I have the best professors ever.

Jan 29, 2010 12:17

Yikes, almost a week without updating! I really don't want to fall off the wagon. I was aiming for at least two or three updates a week (as you can see by my calendar on the right). This week was just filled with writing assignments, though, and my improving but still-awful time management skills left me with little free time. I had a one-page essay due Tuesday, a four-page summary due Wednesday, and a two-page writing exercise due today, along with a written quiz worth 8% (random number, I know) of my grade on Tuesday. So, I've been keeping busy!

Oddly enough, the hardest assignments are the one-page essays and the two-page writing exercises.

The weekly four-page summaries are literally pure summary, no analysis whatsoever. The professor just wants us to reduce the level of detail in the source document and convey a sense of the big picture unobscured by very fine details.

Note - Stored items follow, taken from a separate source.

//! Parsing of the free-text extra domains field

use dcf_core::is_valid_domain_name;
use std::collections::BTreeSet;
use std::fmt;
use thiserror::Error;

/// Tokens from the extra domains field that are not valid domain names
#[derive(Debug, Clone, PartialEq, Eq, Error)]
#[error("invalid domain names: {}", join_tokens(.failed))]
pub struct InvalidDomains {
    pub failed: Vec<String>,
}

impl InvalidDomains {
    /// Human-readable list of the failed tokens for the form description
    pub fn placeholder(&self) -> String {
        join_tokens(&self.failed)
    }
}

fn join_tokens(tokens: &[String]) -> String {
    tokens
        .iter()
        .map(|token| DisplayToken(token).to_string())
        .collect::<Vec<_>>()
        .join(", ")
}

struct DisplayToken<'a>(&'a str);

impl fmt::Display for DisplayToken<'_> {
    fn fmt(&self, f: &mut fmt::Formatter<'_>) -> fmt::Result {
        if self.0.is_empty() {
            f.write_str("\"\"")
        } else {
            f.write_str(self.0)
        }
    }
}

/// Split comma-separated text into domain names.
///
/// Every token is trimmed and must match `[A-Za-z0-9_]+`. The text is
/// accepted or rejected as a whole; empty tokens (`"a,,b"`, a trailing
/// comma) count as invalid.
pub fn parse_extra_domains(text: &str) -> Result<BTreeSet<String>, InvalidDomains> {
    let mut domains = BTreeSet::new();
    let mut failed = Vec::new();

    for token in text.split(',').map(str::trim) {
        if is_valid_domain_name(token) {
            domains.insert(token.to_string());
        } else if !failed.iter().any(|f| f == token) {
            failed.push(token.to_string());
        }
    }

    if failed.is_empty() {
        Ok(domains)
    } else {
        Err(InvalidDomains { failed })
    }
}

The weekly one-page essays, on the other hand, tend to cover very long readings. The last reading was 143 pages long(!) Half of the page is dedicated to summary-although this summary requires more analysis of broad interpretive themes, significance, and so on-and the other half is a critical response, which is considerably easier (for me, anyway). I always find poking holes in arguments and finding exceptions to rules rather fun. The tough part is having only one paragraph to summarize so many pages, figuring out what the most important bits to discuss are, and demonstrating that I actually did the reading in as few words as I can manage.

The two-page writing exercises are due less frequently and cover much shorter readings, but the assignments are more heavily weighted in my grade. And since the class is specifically a writing class, I always feel a greater sense of trepidation about structure and organization or whatnot. Anthropology professors care more about the content of the analysis than the format (although you don't want your papers to be disorganized messes either), but in writing classes, I have to worry about the strength of my thesis, having clear sub-claims, and organizing my paper in a way that reflects that expected structure.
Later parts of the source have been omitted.